Le couple Mollard arriva de Savoie à Paris en 1865, la légende dit en charrette. Ils ouvrent un bistrot devant la gare Saint-Lazare. 30 ans plus tard, fortune faite, ils entreprennent de tels travaux qu’ils en font le plus bel établissement de Paris et reçoivent une clientèle huppée, dans un quartier devenu en vogue.
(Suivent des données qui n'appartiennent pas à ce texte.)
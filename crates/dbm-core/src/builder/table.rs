//! CREATE / ALTER / RENAME / DROP TABLE rendering.

use tracing::warn;

use crate::buffer::Buffer;
use crate::dialect::Dialect;
use crate::error::{DdlError, Result};
use crate::schema::{Column, DefaultValue, Definition, Key, KeyKind, SchemaOp, Table};

/// Renders table descriptions for one dialect.
pub struct TableBuilder<'d, D: Dialect + ?Sized> {
    dialect: &'d D,
}

impl<'d, D: Dialect + ?Sized> TableBuilder<'d, D> {
    /// Creates a builder for `dialect`.
    #[must_use]
    pub const fn new(dialect: &'d D) -> Self {
        Self { dialect }
    }

    /// Renders `table`. ALTER TABLE yields one statement per definition.
    ///
    /// # Errors
    ///
    /// Returns a [`DdlError`] when the description cannot be expressed in
    /// the dialect. No partial SQL is produced in that case.
    pub fn build(&self, table: &Table) -> Result<String> {
        let mut buffer = Buffer::new(self.dialect);

        match table.op {
            SchemaOp::Create => self.write_create(&mut buffer, table)?,
            SchemaOp::Alter => self.write_alter(&mut buffer, table)?,
            SchemaOp::Rename => Self::write_rename(&mut buffer, table)?,
            SchemaOp::Drop => Self::write_drop(&mut buffer, table),
        }

        Ok(buffer.finish())
    }

    fn write_create(&self, buffer: &mut Buffer<'d, D>, table: &Table) -> Result<()> {
        let definitions = self.definitions(table);

        match self
            .dialect
            .create_table_guard(&table.name)
            .filter(|_| table.optional)
        {
            Some(guard) => {
                buffer.push_str(&guard);
                buffer.push_str("CREATE TABLE ");
            }
            None if table.optional => buffer.push_str("CREATE TABLE IF NOT EXISTS "),
            None => buffer.push_str("CREATE TABLE "),
        }
        buffer.push_identifier(&table.name);

        if !definitions.is_empty() {
            buffer.push_str(" (");
            for (i, definition) in definitions.into_iter().enumerate() {
                if i > 0 {
                    buffer.push_str(", ");
                }
                match definition {
                    Definition::Column(column) => self.write_column(buffer, table, column)?,
                    Definition::Key(key) => Self::write_key(buffer, table, key)?,
                    Definition::Raw(sql) => buffer.push_str(sql),
                }
            }
            buffer.push(')');
        }

        buffer.push_options(table.options.as_deref());
        buffer.push(';');
        Ok(())
    }

    fn write_alter(&self, buffer: &mut Buffer<'d, D>, table: &Table) -> Result<()> {
        for definition in self.definitions(table) {
            buffer.push_str("ALTER TABLE ");
            buffer.push_identifier(&table.name);
            buffer.push(' ');

            match definition {
                Definition::Column(column) => match column.op {
                    SchemaOp::Create => {
                        buffer.push_str("ADD COLUMN ");
                        self.write_column(buffer, table, column)?;
                    }
                    SchemaOp::Rename => {
                        let rename =
                            column
                                .rename
                                .as_deref()
                                .ok_or_else(|| DdlError::MissingRename {
                                    object: format!("column `{}`", column.name),
                                })?;
                        buffer.push_str("RENAME COLUMN ");
                        buffer.push_identifier(&column.name);
                        buffer.push_str(" TO ");
                        buffer.push_identifier(rename);
                    }
                    SchemaOp::Drop => {
                        buffer.push_str("DROP COLUMN ");
                        buffer.push_identifier(&column.name);
                    }
                    SchemaOp::Alter => {
                        return Err(DdlError::AlterColumnInPlace {
                            table: table.name.clone(),
                            column: column.name.clone(),
                        });
                    }
                },
                Definition::Key(key) => match key.op {
                    SchemaOp::Create => {
                        buffer.push_str("ADD ");
                        Self::write_key(buffer, table, key)?;
                    }
                    SchemaOp::Drop => {
                        let name = key.name.as_deref().ok_or_else(|| {
                            DdlError::MissingKeyName {
                                table: table.name.clone(),
                            }
                        })?;
                        buffer.push_str("DROP ");
                        buffer.push_str(self.dialect.drop_key_keyword(key.kind)?);
                        buffer.push(' ');
                        buffer.push_identifier(name);
                    }
                    op @ (SchemaOp::Alter | SchemaOp::Rename) => {
                        return Err(DdlError::UnsupportedOperation {
                            object: format!("{} on table `{}`", key.kind, table.name),
                            op,
                        });
                    }
                },
                Definition::Raw(sql) => buffer.push_str(sql),
            }

            buffer.push_options(table.options.as_deref());
            buffer.push(';');
        }
        Ok(())
    }

    fn write_rename(buffer: &mut Buffer<'d, D>, table: &Table) -> Result<()> {
        let rename = table
            .rename
            .as_deref()
            .ok_or_else(|| DdlError::MissingRename {
                object: format!("table `{}`", table.name),
            })?;
        buffer.push_str("ALTER TABLE ");
        buffer.push_identifier(&table.name);
        buffer.push_str(" RENAME TO ");
        buffer.push_identifier(rename);
        buffer.push(';');
        Ok(())
    }

    fn write_drop(buffer: &mut Buffer<'d, D>, table: &Table) {
        buffer.push_str("DROP TABLE ");
        if table.optional {
            buffer.push_str("IF EXISTS ");
        }
        buffer.push_identifier(&table.name);
        buffer.push(';');
    }

    fn write_column(
        &self,
        buffer: &mut Buffer<'d, D>,
        table: &Table,
        column: &Column,
    ) -> Result<()> {
        if matches!(column.default, Some(DefaultValue::Float(f)) if !f.is_finite()) {
            return Err(DdlError::NonFiniteDefault {
                table: table.name.clone(),
                column: column.name.clone(),
            });
        }

        let mut column = column.clone();
        let ty = self.dialect.map_column(&mut column);

        buffer.push_identifier(&column.name);
        buffer.push(' ');
        buffer.push_str(&ty.name);

        if let Some(size) = ty.size {
            buffer.push('(');
            buffer.push_str(&size.to_string());
            if let Some(scale) = ty.scale {
                buffer.push(',');
                buffer.push_str(&scale.to_string());
            }
            buffer.push(')');
        }

        if column.unsigned {
            buffer.push_str(" UNSIGNED");
        }
        if column.unique {
            buffer.push_str(" UNIQUE");
        }
        if column.required {
            buffer.push_str(" NOT NULL");
        }
        if column.primary {
            buffer.push_str(" PRIMARY KEY");
        }
        if let Some(default) = &column.default {
            buffer.push_str(" DEFAULT ");
            buffer.push_value(default);
        }

        buffer.push_options(column.options.as_deref());
        Ok(())
    }

    fn write_key(buffer: &mut Buffer<'d, D>, table: &Table, key: &Key) -> Result<()> {
        if key.columns.is_empty() {
            return Err(DdlError::EmptyKeyColumns {
                table: table.name.clone(),
            });
        }

        buffer.push_str(key.kind.as_sql());
        if let Some(name) = key.name.as_deref().filter(|n| !n.is_empty()) {
            buffer.push(' ');
            buffer.push_identifier(name);
        }
        buffer.push_str(" (");
        buffer.push_identifiers(&key.columns);
        buffer.push(')');

        if key.kind == KeyKind::Foreign {
            let reference = key
                .reference
                .as_ref()
                .filter(|r| !r.table.is_empty())
                .ok_or_else(|| DdlError::MissingReference {
                    table: table.name.clone(),
                })?;

            buffer.push_str(" REFERENCES ");
            buffer.push_identifier(&reference.table);
            buffer.push_str(" (");
            buffer.push_identifiers(&reference.columns);
            buffer.push(')');

            if let Some(action) = reference.on_delete {
                buffer.push_str(" ON DELETE ");
                buffer.push_str(action.as_sql());
            }
            if let Some(action) = reference.on_update {
                buffer.push_str(" ON UPDATE ");
                buffer.push_str(action.as_sql());
            }
        }

        buffer.push_options(key.options.as_deref());
        Ok(())
    }

    fn definitions<'t>(&self, table: &'t Table) -> Vec<&'t Definition> {
        table
            .definitions
            .iter()
            .filter(|definition| {
                let keep = self.dialect.keep_definition(table, definition);
                if !keep {
                    warn!(
                        dialect = self.dialect.name(),
                        table = %table.name,
                        definition = definition.kind_name(),
                        "unsupported table definition excluded"
                    );
                }
                keep
            })
            .collect()
    }
}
Rappelons que le grand couturier Paul Poiret, jeune marié à l’époque, installa sa première boutique à deux pas, rue de Rome.
Ils font alors venir d’Italie des mosaïques et demandent aux ateliers de Sarreguemines des pièces uniques qui évoquent Deauville, Saint-Germain-en-Laye, Ville-d’Avray, une « partie fine » de l’époque, et bien sûr l’Alsace et la Lorraine.
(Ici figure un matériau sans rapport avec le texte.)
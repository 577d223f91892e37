//! Version reconciliation.
//!
//! A [`Migrator`] owns one database handle and the registered versions.
//! Every run first makes sure the history table exists, loads it, and
//! aligns it with the registered versions; only then are versions applied
//! (ascending) or rolled back (one step, highest applied first).
//!
//! Runs are strictly sequential: one statement at a time on one handle.
//! Dropping a `migrate`/`rollback` future (for example through
//! `tokio::time::timeout`) abandons the in-flight statement. Steps already
//! committed stay committed; an open step transaction is rolled back when
//! it is dropped.

use chrono::{DateTime, Utc};
use dbm_core::dialect;
use dbm_core::Dialect;
use tracing::{debug, info};

use crate::changeset::{Changeset, RunFn, Schema};
use crate::config::MigratorConfig;
use crate::database::{Database, Executor};
use crate::error::{classify, MigrateError, Result};
use crate::history::{self, HistoryRecord};
use crate::version::Version;

#[derive(Debug, Clone, Copy, PartialEq, Eq)]
enum Direction {
    Up,
    Down,
}

/// Applies and rolls back registered versions against one database.
pub struct Migrator<D: Database> {
    db: D,
    dialect: &'static dyn Dialect,
    versions: Vec<Version>,
    config: MigratorConfig,
    history_ready: bool,
}

impl<D: Database> Migrator<D> {
    /// Creates a migrator with the default configuration.
    #[must_use]
    pub fn new(dialect: &'static dyn Dialect, db: D) -> Self {
        Self {
            db,
            dialect,
            versions: Vec::new(),
            config: MigratorConfig::default(),
            history_ready: false,
        }
    }

    /// Creates a migrator for a driver name such as `postgres` or `sqlite3`.
    ///
    /// # Errors
    ///
    /// Fails when no dialect matches `driver`.
    pub fn for_driver(driver: &str, db: D) -> Result<Self> {
        Ok(Self::new(dialect::from_name(driver)?, db))
    }

    /// Replaces the configuration.
    #[must_use]
    pub fn with_config(mut self, config: MigratorConfig) -> Self {
        if config.history_table != self.config.history_table {
            self.history_ready = false;
        }
        self.config = config;
        self
    }

    /// Registers a version with its up and down changesets.
    pub fn register(
        &mut self,
        version: i64,
        up: impl FnOnce(&mut Schema),
        down: impl FnOnce(&mut Schema),
    ) -> &mut Self {
        let mut up_schema = Schema::new();
        let mut down_schema = Schema::new();
        up(&mut up_schema);
        down(&mut down_schema);

        self.versions.push(Version::new(
            version,
            up_schema.into_changesets(),
            down_schema.into_changesets(),
        ));
        self
    }

    /// Returns the dialect.
    #[must_use]
    pub fn dialect(&self) -> &'static dyn Dialect {
        self.dialect
    }

    /// Returns the configuration.
    #[must_use]
    pub const fn config(&self) -> &MigratorConfig {
        &self.config
    }

    /// Returns the database handle.
    pub fn database_mut(&mut self) -> &mut D {
        &mut self.db
    }

    /// Consumes the migrator, returning the database handle.
    #[must_use]
    pub fn into_inner(self) -> D {
        self.db
    }

    /// Creates the history table if this migrator has not done so yet.
    ///
    /// # Errors
    ///
    /// Fails on an invalid configuration or a database error.
    pub async fn init(&mut self) -> Result<()> {
        if self.history_ready {
            return Ok(());
        }
        self.config.validate()?;

        let sql = history::create(self.dialect, &self.config.history_table)?;
        run_sql(self.dialect, &mut self.db, &sql).await?;
        self.history_ready = true;

        debug!(table = %self.config.history_table, "History table ready");
        Ok(())
    }

    /// Returns the persisted history rows in ascending version order.
    ///
    /// # Errors
    ///
    /// Fails on a database error.
    pub async fn history(&mut self) -> Result<Vec<HistoryRecord>> {
        self.init().await?;

        let dialect = self.dialect;
        let sql = history::select(dialect, &self.config.history_table);
        debug!(sql = %sql, "Loading history");
        self.db
            .fetch_history(&sql)
            .await
            .map_err(|err| classify(dialect, err))
    }

    /// Reconciles the registered versions with the history table and
    /// returns them in ascending order with their applied flags.
    ///
    /// # Errors
    ///
    /// Fails on a database error or a misaligned history.
    pub async fn status(&mut self) -> Result<&[Version]> {
        self.sync().await?;
        Ok(&self.versions)
    }

    /// Applies every pending version in ascending order.
    ///
    /// The first failure stops the run; versions applied before it stay
    /// applied.
    ///
    /// # Errors
    ///
    /// Fails on a misaligned history, a rendering error, or a database
    /// error (constraint violations are classified).
    pub async fn migrate(&mut self) -> Result<()> {
        self.sync().await?;

        let mut applied = 0_usize;
        for index in 0..self.versions.len() {
            if self.versions[index].applied() {
                continue;
            }
            self.run_step(index, Direction::Up).await?;
            applied += 1;
        }

        if applied == 0 {
            debug!("No pending migrations");
        } else {
            info!(count = applied, "Migrations applied");
        }
        Ok(())
    }

    /// Rolls back the highest applied version, and only that one.
    ///
    /// # Errors
    ///
    /// Same as [`Migrator::migrate`].
    pub async fn rollback(&mut self) -> Result<()> {
        self.sync().await?;

        match self.versions.iter().rposition(Version::applied) {
            Some(index) => self.run_step(index, Direction::Down).await,
            None => {
                info!("No applied migration to roll back");
                Ok(())
            }
        }
    }

    async fn sync(&mut self) -> Result<()> {
        let records = self.history().await?;
        align(&mut self.versions, &records)
    }

    async fn run_step(&mut self, index: usize, direction: Direction) -> Result<()> {
        let dialect = self.dialect;
        let version = &self.versions[index];
        let number = version.version();
        let now = Utc::now();

        let (record_sql, changesets) = match direction {
            Direction::Up => {
                info!(version = number, "Applying migration");
                (
                    history::insert(dialect, &self.config.history_table, number, now),
                    version.up(),
                )
            }
            Direction::Down => {
                info!(version = number, "Rolling back migration");
                (
                    history::delete(dialect, &self.config.history_table, number),
                    version.down(),
                )
            }
        };

        if self.config.transactional {
            if let Some(mut tx) = self
                .db
                .begin()
                .await
                .map_err(|err| classify(dialect, err))?
            {
                run_sql(dialect, tx.as_executor(), &record_sql).await?;
                run_changesets(dialect, tx.as_executor(), changesets).await?;
                tx.commit().await.map_err(|err| classify(dialect, err))?;

                settle(&mut self.versions[index], direction, now);
                return Ok(());
            }
            debug!(
                version = number,
                "Database has no transaction support, running step without one"
            );
        }

        run_sql(dialect, &mut self.db, &record_sql).await?;
        run_changesets(dialect, &mut self.db, changesets).await?;

        settle(&mut self.versions[index], direction, now);
        Ok(())
    }
}

fn settle(version: &mut Version, direction: Direction, at: DateTime<Utc>) {
    match direction {
        Direction::Up => version.mark_recorded(at),
        Direction::Down => version.mark_pending(),
    }
}

async fn run_sql(dialect: &dyn Dialect, exec: &mut dyn Executor, sql: &str) -> Result<()> {
    if sql.trim().is_empty() {
        debug!("Skipping empty statement");
        return Ok(());
    }

    debug!(sql = %sql, "Executing SQL");
    exec.execute(sql)
        .await
        .map_err(|err| classify(dialect, err))?;
    Ok(())
}

async fn run_changesets(
    dialect: &dyn Dialect,
    exec: &mut dyn Executor,
    changesets: &[Changeset],
) -> Result<()> {
    for changeset in changesets {
        if let Changeset::Run(callback) = changeset {
            debug!("Running callback changeset");
            let callback: &RunFn = &**callback;
            callback(&mut *exec).await?;
        } else if let Some(sql) = changeset.render(dialect)? {
            run_sql(dialect, exec, &sql).await?;
        }
    }
    Ok(())
}

/// Marks each registered version applied or pending against the persisted
/// history.
///
/// `versions` is sorted in place; `records` must be in ascending version
/// order, as [`history::select`] returns them.
///
/// # Errors
///
/// Returns [`MigrateError::DuplicateVersion`] when two registered versions
/// share a number, and [`MigrateError::MissingLocalVersion`] when a
/// persisted version has no registered counterpart.
pub fn align(versions: &mut [Version], records: &[HistoryRecord]) -> Result<()> {
    versions.sort_by_key(Version::version);

    if let Some(pair) = versions
        .windows(2)
        .find(|pair| pair[0].version() == pair[1].version())
    {
        return Err(MigrateError::DuplicateVersion(pair[0].version()));
    }

    let mut persisted = records.iter().peekable();
    for version in versions.iter_mut() {
        match persisted.peek() {
            Some(record) if record.version == version.version() => {
                version.mark_applied(record);
                persisted.next();
            }
            _ => version.mark_pending(),
        }
    }

    match persisted.next() {
        Some(record) => Err(MigrateError::MissingLocalVersion(record.version)),
        None => Ok(()),
    }
}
Ce fut l’architecte Niermans, auteur de l’hôtel Négresco de Nice, de l’hôtel de Paris de Montecarlo, du Moulin rouge, et d’Angelina, qui fut chargé de l’ensemble. Il y fit même personnellement des dessins de mosaïques, les modèles des chaises, des tables, des appareils lumineux, des portemanteaux, et… le meuble de la caissière !
Après la Première Guerre mondiale, l’affaire périclitait, le décor jugé démodé, et la décoration fut masquée par des peintures et de grandes glaces.
50 ans plus tard, préservé, le cadre était redevenu au goût du jour, dans tout son éclat. Aujourd’hui la brasserie Mollard a de nouveau son décor historique de 1895, ses tons vert d’eau, bleu roi, dorés, et ses mosaïques anciennes. Cadre « 1900 » unique à Paris, elle est classée aux Monuments historiques.
La cuisine de Mollard est française, traditionnelle, et parce que historiquement les trains de la gare Saint-Lazare permettaient de rejoindre la mer, s’enorgueillit d’être le top des fruits de mer, crustacés et poissons.
Une adresse, bien qu’un peu chère, pour festoyer et s’en mettre aussi plein les mirettes. Si ce décor pouvait parler, il vous raconterait certainement bien des excès de cette joie de vivre permanente et démonstrative de la Belle Époque, qui rendit Paris si inoubliable à travers le monde pour des générations et des générations.